Do Vitamins Really Help Your Hair?
Can Vitamins Really Help Your Hair?
Vitamins play an important role in keeping your hair healthy—but whether taking extra supplements actually helps depends largely on whether you’re deficient in them to begin with. This article covers the latest research, so you don’t have to sort through the confusing world of hair supplement marketing on your own.
Why Hair Loss Happens
Hair loss affects millions of people and can take a serious toll on self-esteem, mood, and quality of life. While medical treatments exist, they are rarely a complete cure, so many people turn to vitamins and supplements hoping for an extra edge. The problem? The science hasn’t fully caught up with the marketing.
What the Research Actually Shows
Here’s a breakdown of the key vitamins studied:
B Vitamins (Biotin, B3, B5, B6, B12, Folate): Biotin is probably the most popular hair supplement on the market, but studies show it only helps if you actually have a deficiency—which is uncommon in most healthy people. B3 (niacin) showed some promise for fullness in women with thinning hair, and B6 showed improvements in hair diameter and quantity in small studies. B12 and folate deficiencies have been linked to hair loss, but supplementing them in healthy people doesn’t appear to make a meaningful difference.
Vitamin C: Best known for its antioxidant and collagen-building properties, vitamin C may support hair follicle health. Small studies have shown it can stimulate hair growth and improve shaft diameter when applied topically, but large-scale human trials are still lacking.

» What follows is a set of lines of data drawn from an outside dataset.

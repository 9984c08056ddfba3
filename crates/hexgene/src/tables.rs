//! Static bit-code tables and per-class color palettes.
//!
//! These are the closed lookup sets versioned with the layout definitions:
//! bit pattern → enumerated value for classes, regions, tags and skins, and
//! the per-class 4-bit-key color palettes. They are built once on first use
//! and shared read-only by every decode.
//!
//! The class, region and tag tables exist in one instance per layout
//! because the same value is coded at different widths in the two
//! encodings (classes genuinely collide: `0000` and `00000` both mean
//! Beast). The part-skin table is deliberately a single mixed-width map:
//! its 2-, 4-, 5- and 12-bit keys cannot collide as strings, and the
//! zeroed-skin fallback looks *region* bits up through the very same table.

use lazy_static::lazy_static;
use rustc_hash::FxHashMap;

use crate::layout::Layout;
use crate::model::{BodySkin, Class, PartSkin, Region, Tag};

lazy_static! {
    static ref CLASS_CODES_LEGACY: FxHashMap<&'static str, Class> = [
        ("0000", Class::Beast),
        ("0001", Class::Bug),
        ("0010", Class::Bird),
        ("0011", Class::Plant),
        ("0100", Class::Aquatic),
        ("0101", Class::Reptile),
        ("1000", Class::Mech),
        ("1001", Class::Dawn),
        ("1010", Class::Dusk),
    ]
    .into_iter()
    .collect();

    static ref CLASS_CODES_EXTENDED: FxHashMap<&'static str, Class> = [
        ("00000", Class::Beast),
        ("00001", Class::Bug),
        ("00010", Class::Bird),
        ("00011", Class::Plant),
        ("00100", Class::Aquatic),
        ("00101", Class::Reptile),
        ("10000", Class::Mech),
        ("10001", Class::Dawn),
        ("10010", Class::Dusk),
    ]
    .into_iter()
    .collect();

    static ref REGION_CODES_LEGACY: FxHashMap<&'static str, Region> = [
        ("00000", Region::Global),
        ("00001", Region::Japan),
    ]
    .into_iter()
    .collect();

    // The extended region group is 18 bits wide and never matches these
    // 4-bit codes directly; extended regions resolve through the Japan
    // part-marker inference instead. The codes are retained verbatim from
    // the table data shipped with the layout definitions.
    static ref REGION_CODES_EXTENDED: FxHashMap<&'static str, Region> = [
        ("0000", Region::Global),
        ("0001", Region::Mystic),
        ("0011", Region::Japan),
        ("0101", Region::Xmas),
        ("0110", Region::Summer),
        ("0111", Region::StrawberrySummer),
        ("1000", Region::VanillaSummer),
        ("1001", Region::Shiny),
        ("1010", Region::StrawberryShiny),
        ("1011", Region::VanillaShiny),
    ]
    .into_iter()
    .collect();

    static ref TAG_CODES_LEGACY: FxHashMap<&'static str, Tag> = [
        ("00000", Tag::Default),
        ("00001", Tag::Origin),
        ("00010", Tag::Agamogenesis),
        ("00011", Tag::Meo1),
        ("00100", Tag::Meo2),
    ]
    .into_iter()
    .collect();

    static ref TAG_CODES_EXTENDED: FxHashMap<&'static str, Tag> = [
        ("000000000000000", Tag::Default),
        ("000000000000001", Tag::Origin),
        ("000000000000010", Tag::Meo1),
        ("000000000000011", Tag::Meo2),
    ]
    .into_iter()
    .collect();

    static ref BODY_SKIN_CODES: FxHashMap<&'static str, BodySkin> = [
        ("0000", BodySkin::Normal),
        ("0001", BodySkin::Frosty),
        ("0010", BodySkin::Wavy),
    ]
    .into_iter()
    .collect();

    static ref PART_SKIN_CODES: FxHashMap<&'static str, PartSkin> = [
        // Legacy codes, including the 5-bit region codes consulted by the
        // zeroed-skin fallback and the 12-bit Christmas marker.
        ("00000", PartSkin::Global),
        ("00001", PartSkin::Japan),
        ("010101010101", PartSkin::Xmas1),
        ("01", PartSkin::Bionic),
        ("10", PartSkin::Xmas2),
        ("11", PartSkin::Mystic),
        // Extended 4-bit codes.
        ("0000", PartSkin::Global),
        ("0001", PartSkin::Mystic),
        ("0011", PartSkin::Japan),
        ("0100", PartSkin::Xmas1),
        ("0101", PartSkin::Xmas2),
        ("0010", PartSkin::Bionic),
        ("0110", PartSkin::Summer),
        ("0111", PartSkin::StrawberrySummer),
        ("1000", PartSkin::VanillaSummer),
        ("1001", PartSkin::Shiny),
        ("1010", PartSkin::StrawberryShiny),
        ("1011", PartSkin::VanillaShiny),
    ]
    .into_iter()
    .collect();

    static ref CLASS_PALETTES: FxHashMap<Class, FxHashMap<&'static str, &'static str>> = {
        let mut palettes = FxHashMap::default();
        palettes.insert(
            Class::Beast,
            [
                ("0010", "ffec51"),
                ("0011", "ffa12a"),
                ("0100", "f0c66e"),
                ("0110", "60afce"),
                ("0000", "ffffff"),
                ("0001", "7a6767"),
            ]
            .into_iter()
            .collect(),
        );
        palettes.insert(
            Class::Bug,
            [
                ("0010", "ff7183"),
                ("0011", "ff6d61"),
                ("0100", "f74e4e"),
                ("0000", "ffffff"),
                ("0001", "7a6767"),
            ]
            .into_iter()
            .collect(),
        );
        palettes.insert(
            Class::Bird,
            [
                ("0010", "ff9ab8"),
                ("0011", "ffb4bb"),
                ("0100", "ff778e"),
                ("0000", "ffffff"),
                ("0001", "7a6767"),
            ]
            .into_iter()
            .collect(),
        );
        palettes.insert(
            Class::Plant,
            [
                ("0010", "ccef5e"),
                ("0011", "efd636"),
                ("0100", "c5ffd9"),
                ("0000", "ffffff"),
                ("0001", "7a6767"),
            ]
            .into_iter()
            .collect(),
        );
        palettes.insert(
            Class::Aquatic,
            [
                ("0010", "4cffdf"),
                ("0011", "2de8f2"),
                ("0100", "759edb"),
                ("0110", "ff5a71"),
                ("0000", "ffffff"),
                ("0001", "7a6767"),
            ]
            .into_iter()
            .collect(),
        );
        palettes.insert(
            Class::Reptile,
            [
                ("0010", "fdbcff"),
                ("0011", "ef93ff"),
                ("0100", "f5e1ff"),
                ("0110", "43e27d"),
                ("0000", "ffffff"),
                ("0001", "7a6767"),
            ]
            .into_iter()
            .collect(),
        );
        // The three later classes share one neutral palette.
        for class in [Class::Mech, Class::Dusk, Class::Dawn] {
            palettes.insert(
                class,
                [
                    ("0010", "D9D9D9"),
                    ("0011", "D9D9D9"),
                    ("0100", "D9D9D9"),
                    ("0110", "D9D9D9"),
                    ("0000", "ffffff"),
                    ("0001", "7a6767"),
                ]
                .into_iter()
                .collect(),
            );
        }
        palettes
    };
}

pub(crate) fn class_codes(layout: Layout) -> &'static FxHashMap<&'static str, Class> {
    match layout {
        Layout::Legacy => &CLASS_CODES_LEGACY,
        Layout::Extended => &CLASS_CODES_EXTENDED,
    }
}

pub(crate) fn region_codes(layout: Layout) -> &'static FxHashMap<&'static str, Region> {
    match layout {
        Layout::Legacy => &REGION_CODES_LEGACY,
        Layout::Extended => &REGION_CODES_EXTENDED,
    }
}

pub(crate) fn tag_codes(layout: Layout) -> &'static FxHashMap<&'static str, Tag> {
    match layout {
        Layout::Legacy => &TAG_CODES_LEGACY,
        Layout::Extended => &TAG_CODES_EXTENDED,
    }
}

pub(crate) fn body_skin_codes() -> &'static FxHashMap<&'static str, BodySkin> {
    &BODY_SKIN_CODES
}

pub(crate) fn part_skin_codes() -> &'static FxHashMap<&'static str, PartSkin> {
    &PART_SKIN_CODES
}

/// The color palette of one class, keyed by 4-bit color keys.
pub(crate) fn class_palette(class: Class) -> Option<&'static FxHashMap<&'static str, &'static str>> {
    CLASS_PALETTES.get(&class)
}
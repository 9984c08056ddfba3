//! Creature classes.

use std::fmt;

use serde::{Deserialize, Serialize};

/// The nine creature classes.
///
/// The lowercase name is the string backing value used by the external
/// catalogs and by serialized genomes.
#[derive(Debug, Clone, Copy, PartialEq, Eq, Hash, Serialize, Deserialize)]
#[serde(rename_all = "lowercase")]
pub enum Class {
    Beast,
    Bug,
    Bird,
    Plant,
    Aquatic,
    Reptile,
    Mech,
    Dusk,
    Dawn,
}

impl Class {
    /// Returns the string backing value.
    pub fn as_str(self) -> &'static str {
        match self {
            Class::Beast => "beast",
            Class::Bug => "bug",
            Class::Bird => "bird",
            Class::Plant => "plant",
            Class::Aquatic => "aquatic",
            Class::Reptile => "reptile",
            Class::Mech => "mech",
            Class::Dusk => "dusk",
            Class::Dawn => "dawn",
        }
    }
}

impl fmt::Display for Class {
    fn fmt(&self, f: &mut fmt::Formatter<'_>) -> fmt::Result {
        f.write_str(self.as_str())
    }
}

#[cfg(test)]
mod tests {
    use super::*;

    #[test]
    fn test_class_serde_backing_values() {
        let class: Class = serde_json::from_str("\"aquatic\"").unwrap();
        assert_eq!(class, Class::Aquatic);
        assert_eq!(serde_json::to_string(&Class::Beast).unwrap(), "\"beast\"");
    }

    #[test]
    fn test_class_display_matches_backing_value() {
        assert_eq!(Class::Reptile.to_string(), "reptile");
        assert_eq!(Class::Dawn.to_string(), Class::Dawn.as_str());
    }
}
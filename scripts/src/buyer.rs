//! One-shot marketplace actions: seed a listing, buy an item.
//!
//! These are the script bodies behind the `mint_and_list` and `buy_item`
//! binaries. Contract reverts are not translated; the raw failure is
//! propagated so the process exits non-zero with the original reason.

use anyhow::{anyhow, Result};
use odra::casper_types::U512;
use odra::host::{HostEnv, HostRef};
use tracing::info;

use nft_marketplace::marketplace::NftMarketplaceHostRef;
use nft_marketplace::nft::BasicNftHostRef;

use crate::deployments::Deployments;
use crate::frontend::LOCAL_CHAIN_ID;

/// Item the buyer script purchases.
pub const TOKEN_ID: u64 = 6;
/// Price used when seeding a listing: 100 CSPR in motes.
pub const LISTING_PRICE: u64 = 100_000_000_000;

/// Simulated block time advance, in milliseconds.
const BLOCK_TIME_MS: u64 = 1_000;

/// Mint a token to the caller, approve the marketplace and list it.
/// Returns the minted token id.
pub fn mint_and_list(
    market: &mut NftMarketplaceHostRef,
    nft: &mut BasicNftHostRef,
    price: U512,
) -> Result<u64> {
    let token_id = nft
        .try_mint()
        .map_err(|err| anyhow!("mint reverted: {err:?}"))?;
    nft.try_approve(*market.address(), token_id)
        .map_err(|err| anyhow!("approve reverted: {err:?}"))?;
    market
        .try_list_item(*nft.address(), token_id, price)
        .map_err(|err| anyhow!("list_item reverted: {err:?}"))?;

    info!(token_id, %price, "minted and listed");
    Ok(token_id)
}

/// Buy one item: fetch its listing, re-submit the stored price as the
/// payment, and wait for the call to complete. On the local simulated
/// chain one extra block is produced afterwards, since simulated chains
/// do not auto-mine; on any other chain that step is skipped.
pub fn buy_item(
    env: &HostEnv,
    deployments: &Deployments,
    chain_id: &str,
    token_id: u64,
) -> Result<()> {
    let mut market = deployments.marketplace(env);
    let nft_contract = deployments.basic_nft;

    let listing = market.get_listing(nft_contract, token_id);
    info!(token_id, price = %listing.price, "submitting purchase");

    market
        .with_tokens(listing.price)
        .try_buy_item(nft_contract, token_id)
        .map_err(|err| anyhow!("buy_item reverted: {err:?}"))?;
    info!(token_id, "bought NFT");

    if chain_id == LOCAL_CHAIN_ID {
        env.advance_block_time(BLOCK_TIME_MS);
    }

    Ok(())
}

#[cfg(test)]
mod tests {
    use super::*;
    use odra::host::{Deployer, NoArgs};

    struct Scenario {
        env: HostEnv,
        deployments: Deployments,
        market: NftMarketplaceHostRef,
        nft: BasicNftHostRef,
    }

    fn deploy() -> Scenario {
        let env = odra_test::env();
        let market = NftMarketplaceHostRef::deploy(&env, NoArgs);
        let nft = BasicNftHostRef::deploy(&env, NoArgs);
        let deployments = Deployments {
            marketplace: *market.address(),
            basic_nft: *nft.address(),
        };
        Scenario {
            env,
            deployments,
            market,
            nft,
        }
    }

    #[test]
    fn buys_the_seeded_listing_at_its_stored_price() {
        let mut scenario = deploy();
        let seller = scenario.env.get_account(0);
        let buyer = scenario.env.get_account(1);

        let token_id = mint_and_list(
            &mut scenario.market,
            &mut scenario.nft,
            U512::from(LISTING_PRICE),
        )
        .unwrap();

        scenario.env.set_caller(buyer);
        buy_item(
            &scenario.env,
            &scenario.deployments,
            LOCAL_CHAIN_ID,
            token_id,
        )
        .unwrap();

        assert_eq!(scenario.nft.owner_of(token_id), buyer);
        assert_eq!(
            scenario.market.get_proceeds(seller),
            U512::from(LISTING_PRICE)
        );
    }

    #[test]
    fn buying_an_unlisted_item_fails() {
        let scenario = deploy();
        let result = buy_item(
            &scenario.env,
            &scenario.deployments,
            LOCAL_CHAIN_ID,
            TOKEN_ID,
        );
        assert!(result.is_err());
    }

    #[test]
    fn surfaces_the_revert_when_price_moved() {
        let mut scenario = deploy();
        let buyer = scenario.env.get_account(1);

        let token_id = mint_and_list(
            &mut scenario.market,
            &mut scenario.nft,
            U512::from(LISTING_PRICE),
        )
        .unwrap();

        // Listing canceled between the fetch and the purchase of a second
        // script run: the contract revert is passed through unchanged.
        scenario
            .market
            .cancel_listing(scenario.deployments.basic_nft, token_id);

        scenario.env.set_caller(buyer);
        let result = buy_item(
            &scenario.env,
            &scenario.deployments,
            LOCAL_CHAIN_ID,
            token_id,
        );
        assert!(result.unwrap_err().to_string().contains("buy_item reverted"));
    }
}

Vitamin A: This one comes with a note of caution. While your body needs vitamin A, too much of it can actually cause hair loss. Patients taking excessive doses have been documented to experience decreased hair density, and the hair loss resolved only after stopping the supplements. Stick to what’s in a standard diet or multivitamin.
Vitamin D: This is where the evidence is strongest. Low vitamin D levels have been found repeatedly in patients with alopecia areata (patchy hair loss) and other forms of thinning hair. In one study, women with hair-shedding conditions who took oral vitamin D for three months saw improved hair regrowth. Combining vitamin D with minoxidil (a common hair loss treatment) produced even better results than either alone.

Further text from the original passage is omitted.